> [The task]:
The listing that follows should be duplicated character for character.

> [Raw data]:
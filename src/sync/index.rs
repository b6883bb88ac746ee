//! In-memory signature index used during delta generation
//!
//! Maps each `(weak, strong)` signature to the queue of base blocks that
//! carry it. A block is handed out at most once: lookups pop the oldest
//! remaining index, so duplicate base blocks are consumed in file order.

use crate::sync::error::{Result, SyncError};
use crate::sync::signature::{next_block_index, read_full, BlockSignature};
use std::collections::{HashMap, VecDeque};
use std::io::Read;

#[derive(Debug, Default)]
pub struct SignatureIndex {
    /// Remaining block indices per signature, oldest first
    blocks: HashMap<BlockSignature, VecDeque<u32>>,
    /// Number of distinct signatures still present per weak hash
    weak: HashMap<u32, usize>,
    remaining: usize,
}

impl SignatureIndex {
    pub fn new() -> Self {
        Self::default()
    }

    /// Load an index from a signature stream of `weak || strong` records
    ///
    /// Block indices are assigned in read order. A trailing partial record
    /// fails with [`SyncError::InvalidSignatureFile`].
    pub fn load<R: Read>(reader: &mut R, digest_len: usize) -> Result<Self> {
        let record_width = BlockSignature::record_width(digest_len);
        let mut record = vec![0u8; record_width];
        let mut index = Self::new();
        let mut length = 0u64;
        let mut next = 0u32;

        loop {
            let n = read_full(reader, &mut record)?;
            length += n as u64;
            if n == 0 {
                break;
            }
            if n < record_width {
                return Err(SyncError::InvalidSignatureFile {
                    length,
                    record_width,
                });
            }

            let sig = BlockSignature::decode(next, &record)
                .ok_or(SyncError::InvalidSignatureFile { length, record_width })?;
            index.insert(sig);
            next = next_block_index(next)?;
        }

        tracing::debug!(
            blocks = index.remaining,
            distinct = index.blocks.len(),
            bytes = length,
            "Loaded signature index"
        );

        Ok(index)
    }

    /// Build an index from already decoded signatures
    pub fn from_signatures<I>(signatures: I) -> Self
    where
        I: IntoIterator<Item = BlockSignature>,
    {
        let mut index = Self::new();
        for sig in signatures {
            index.insert(sig);
        }
        index
    }

    /// Register a block under its signature, behind any earlier duplicates
    pub fn insert(&mut self, sig: BlockSignature) {
        let block = sig.index;
        let weak = sig.weak_hash;
        let queue = self.blocks.entry(sig).or_insert_with(|| {
            *self.weak.entry(weak).or_insert(0) += 1;
            VecDeque::new()
        });
        queue.push_back(block);
        self.remaining += 1;
    }

    /// Whether any unconsumed block has this weak hash
    pub fn contains_weak(&self, weak_hash: u32) -> bool {
        self.weak.contains_key(&weak_hash)
    }

    /// Pop the oldest block whose signature is exactly `(weak_hash, strong_hash)`
    pub fn lookup_and_consume(&mut self, weak_hash: u32, strong_hash: &[u8]) -> Option<u32> {
        if !self.contains_weak(weak_hash) {
            return None;
        }

        let key = BlockSignature::new(0, weak_hash, strong_hash.to_vec());
        let queue = self.blocks.get_mut(&key)?;
        let block = queue.pop_front()?;
        self.remaining -= 1;

        if queue.is_empty() {
            self.blocks.remove(&key);
            if let Some(count) = self.weak.get_mut(&weak_hash) {
                *count -= 1;
                if *count == 0 {
                    self.weak.remove(&weak_hash);
                }
            }
        }

        Some(block)
    }

    /// Number of blocks not yet consumed
    pub fn len(&self) -> usize {
        self.remaining
    }

    pub fn is_empty(&self) -> bool {
        self.remaining == 0
    }

    /// Number of distinct signatures still present
    pub fn distinct_signatures(&self) -> usize {
        self.blocks.len()
    }

    /// Number of distinct weak hashes still present
    pub fn weak_buckets(&self) -> usize {
        self.weak.len()
    }
}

> [Response]:
filename src/sync/index.rs
repository b6883bb88ac746ee
//! In-memory signature index used during delta generation
//!
//! Maps each `(weak, strong)` signature to the queue of base blocks that
//! carry it. A block is handed out at most once: lookups pop the oldest
//! remaining index, so duplicate base blocks are consumed in file order.

use crate::sync::error::{Result, SyncError};
use crate::sync::signature::{next_block_index, read_full, BlockSignature};
use std::collections::{HashMap, VecDeque};
use std::io::Read;

#[derive(Debug, Default)]
pub struct SignatureIndex {
    /// Remaining block indices per signature, oldest first
    blocks: HashMap<BlockSignature, VecDeque<u32>>,
    /// Number of distinct signatures still present per weak hash
    weak: HashMap<u32, usize>,
    remaining: usize,
}

impl SignatureIndex {
    pub fn new() -> Self {
        Self::default()
    }

    /// Load an index from a signature stream of `weak || strong` records
    ///
    /// Block indices are assigned in read order. A trailing partial record
    /// fails with [`SyncError::InvalidSignatureFile`].
    pub fn load<R: Read>(reader: &mut R, digest_len: usize) -> Result<Self> {
        let record_width = BlockSignature::record_width(digest_len);
        let mut record = vec![0u8; record_width];
        let mut index = Self::new();
        let mut length = 0u64;
        let mut next = 0u32;

        loop {
            let n = read_full(reader, &mut record)?;
            length += n as u64;
            if n == 0 {
                break;
            }
            if n < record_width {
                return Err(SyncError::InvalidSignatureFile {
                    length,
                    record_width,
                });
            }

            let sig = BlockSignature::decode(next, &record)
                .ok_or(SyncError::InvalidSignatureFile { length, record_width })?;
            index.insert(sig);
            next = next_block_index(next)?;
        }

        tracing::debug!(
            blocks = index.remaining,
            distinct = index.blocks.len(),
            bytes = length,
            "Loaded signature index"
        );

        Ok(index)
    }

    /// Build an index from already decoded signatures
    pub fn from_signatures<I>(signatures: I) -> Self
    where
        I: IntoIterator<Item = BlockSignature>,
    {
        let mut index = Self::new();
        for sig in signatures {
            index.insert(sig);
        }
        index
    }

    /// Register a block under its signature, behind any earlier duplicates
    pub fn insert(&mut self, sig: BlockSignature) {
        let block = sig.index;
        let weak = sig.weak_hash;
        let queue = self.blocks.entry(sig).or_insert_with(|| {
            *self.weak.entry(weak).or_insert(0) += 1;
            VecDeque::new()
        });
        queue.push_back(block);
        self.remaining += 1;
    }

    /// Whether any unconsumed block has this weak hash
    pub fn contains_weak(&self, weak_hash: u32) -> bool {
        self.weak.contains_key(&weak_hash)
    }

    /// Pop the oldest block whose signature is exactly `(weak_hash, strong_hash)`
    pub fn lookup_and_consume(&mut self, weak_hash: u32, strong_hash: &[u8]) -> Option<u32> {
        if !self.contains_weak(weak_hash) {
            return None;
        }

        let key = BlockSignature::new(0, weak_hash, strong_hash.to_vec());
        let queue = self.blocks.get_mut(&key)?;
        let block = queue.pop_front()?;
        self.remaining -= 1;

        if queue.is_empty() {
            self.blocks.remove(&key);
            if let Some(count) = self.weak.get_mut(&weak_hash) {
                *count -= 1;
                if *count == 0 {
                    self.weak.remove(&weak_hash);
                }
            }
        }

        Some(block)
    }

    /// Number of blocks not yet consumed
    pub fn len(&self) -> usize {
        self.remaining
    }

    pub fn is_empty(&self) -> bool {
        self.remaining == 0
    }

    /// Number of distinct signatures still present
    pub fn distinct_signatures(&self) -> usize {
        self.blocks.len()
    }

    /// Number of distinct weak hashes still present
    pub fn weak_buckets(&self) -> usize {
        self.weak.len()
    }
}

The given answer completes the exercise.